(Stored items)
*** Block opens ***
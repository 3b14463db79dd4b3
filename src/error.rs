use std::path::PathBuf;

use thiserror::Error;

#[derive(Debug, Error)]
pub enum EnvError {
    #[error("home directory could not be resolved or is not a directory: {0}")]
    HomeMissing(String),
    #[error("workspace base path missing: {0}")]
    WorkspaceMissing(String),
    #[error("stage `{stage}` requires `{requires}` to have completed in this run")]
    StageOrder {
        stage: &'static str,
        requires: &'static str,
    },
    #[error("refusing to overwrite existing legacy file {}", .0.display())]
    LegacyCollision(PathBuf),
    #[error("legacy reference path {} is occupied by a non-symlink", .0.display())]
    ReferenceOccupied(PathBuf),
    #[error("total isolation requires explicit confirmation (pass --confirm)")]
    IsolationNotConfirmed,
    #[error("config invalid: {0}")]
    InvalidConfig(String),
    #[error("backup snapshot already exists: {}", .0.display())]
    SnapshotExists(PathBuf),
}

#[derive(Debug, Clone, Copy, PartialEq, Eq)]
pub enum ErrorCode {
    E001HomeMissing,
    E002WorkspaceMissing,
    E003StageOrder,
    E004LegacyCollision,
    E005ReferenceOccupied,
    E006IsolationNotConfirmed,
    E007ConfigInvalid,
    E008SnapshotExists,
}

impl ErrorCode {
    pub fn as_str(self) -> &'static str {
        match self {
            Self::E001HomeMissing => "E001_HOME_MISSING",
            Self::E002WorkspaceMissing => "E002_WORKSPACE_MISSING",
            Self::E003StageOrder => "E003_STAGE_ORDER",
            Self::E004LegacyCollision => "E004_LEGACY_COLLISION",
            Self::E005ReferenceOccupied => "E005_REFERENCE_OCCUPIED",
            Self::E006IsolationNotConfirmed => "E006_ISOLATION_NOT_CONFIRMED",
            Self::E007ConfigInvalid => "E007_CONFIG_INVALID",
            Self::E008SnapshotExists => "E008_SNAPSHOT_EXISTS",
        }
    }
}

impl EnvError {
    pub fn code(&self) -> ErrorCode {
        match self {
            Self::HomeMissing(_) => ErrorCode::E001HomeMissing,
            Self::WorkspaceMissing(_) => ErrorCode::E002WorkspaceMissing,
            Self::StageOrder { .. } => ErrorCode::E003StageOrder,
            Self::LegacyCollision(_) => ErrorCode::E004LegacyCollision,
            Self::ReferenceOccupied(_) => ErrorCode::E005ReferenceOccupied,
            Self::IsolationNotConfirmed => ErrorCode::E006IsolationNotConfirmed,
            Self::InvalidConfig(_) => ErrorCode::E007ConfigInvalid,
            Self::SnapshotExists(_) => ErrorCode::E008SnapshotExists,
        }
    }
}

/// Best-effort code lookup for an `anyhow` chain, used when rendering
/// the final error line.
pub fn code_of(err: &anyhow::Error) -> Option<ErrorCode> {
    err.chain()
        .find_map(|cause| cause.downcast_ref::<EnvError>())
        .map(EnvError::code)
}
*** Block closes ***
# What you should do
A complete, exact transcription of the data above is required.

# Answer to the exercise
repository 3b14463db79dd4b3
filename src/error.rs
use std::path::PathBuf;

use thiserror::Error;

#[derive(Debug, Error)]
pub enum EnvError {
    #[error("home directory could not be resolved or is not a directory: {0}")]
    HomeMissing(String),
    #[error("workspace base path missing: {0}")]
    WorkspaceMissing(String),
    #[error("stage `{stage}` requires `{requires}` to have completed in this run")]
    StageOrder {
        stage: &'static str,
        requires: &'static str,
    },
    #[error("refusing to overwrite existing legacy file {}", .0.display())]
    LegacyCollision(PathBuf),
    #[error("legacy reference path {} is occupied by a non-symlink", .0.display())]
    ReferenceOccupied(PathBuf),
    #[error("total isolation requires explicit confirmation (pass --confirm)")]
    IsolationNotConfirmed,
    #[error("config invalid: {0}")]
    InvalidConfig(String),
    #[error("backup snapshot already exists: {}", .0.display())]
    SnapshotExists(PathBuf),
}

#[derive(Debug, Clone, Copy, PartialEq, Eq)]
pub enum ErrorCode {
    E001HomeMissing,
    E002WorkspaceMissing,
    E003StageOrder,
    E004LegacyCollision,
    E005ReferenceOccupied,
    E006IsolationNotConfirmed,
    E007ConfigInvalid,
    E008SnapshotExists,
}

impl ErrorCode {
    pub fn as_str(self) -> &'static str {
        match self {
            Self::E001HomeMissing => "E001_HOME_MISSING",
            Self::E002WorkspaceMissing => "E002_WORKSPACE_MISSING",
            Self::E003StageOrder => "E003_STAGE_ORDER",
            Self::E004LegacyCollision => "E004_LEGACY_COLLISION",
            Self::E005ReferenceOccupied => "E005_REFERENCE_OCCUPIED",
            Self::E006IsolationNotConfirmed => "E006_ISOLATION_NOT_CONFIRMED",
            Self::E007ConfigInvalid => "E007_CONFIG_INVALID",
            Self::E008SnapshotExists => "E008_SNAPSHOT_EXISTS",
        }
    }
}

impl EnvError {
    pub fn code(&self) -> ErrorCode {
        match self {
            Self::HomeMissing(_) => ErrorCode::E001HomeMissing,
            Self::WorkspaceMissing(_) => ErrorCode::E002WorkspaceMissing,
            Self::StageOrder { .. } => ErrorCode::E003StageOrder,
            Self::LegacyCollision(_) => ErrorCode::E004LegacyCollision,
            Self::ReferenceOccupied(_) => ErrorCode::E005ReferenceOccupied,
            Self::IsolationNotConfirmed => ErrorCode::E006IsolationNotConfirmed,
            Self::InvalidConfig(_) => ErrorCode::E007ConfigInvalid,
            Self::SnapshotExists(_) => ErrorCode::E008SnapshotExists,
        }
    }
}

/// Best-effort code lookup for an `anyhow` chain, used when rendering
/// the final error line.
pub fn code_of(err: &anyhow::Error) -> Option<ErrorCode> {
    err.chain()
        .find_map(|cause| cause.downcast_ref::<EnvError>())
        .map(EnvError::code)
}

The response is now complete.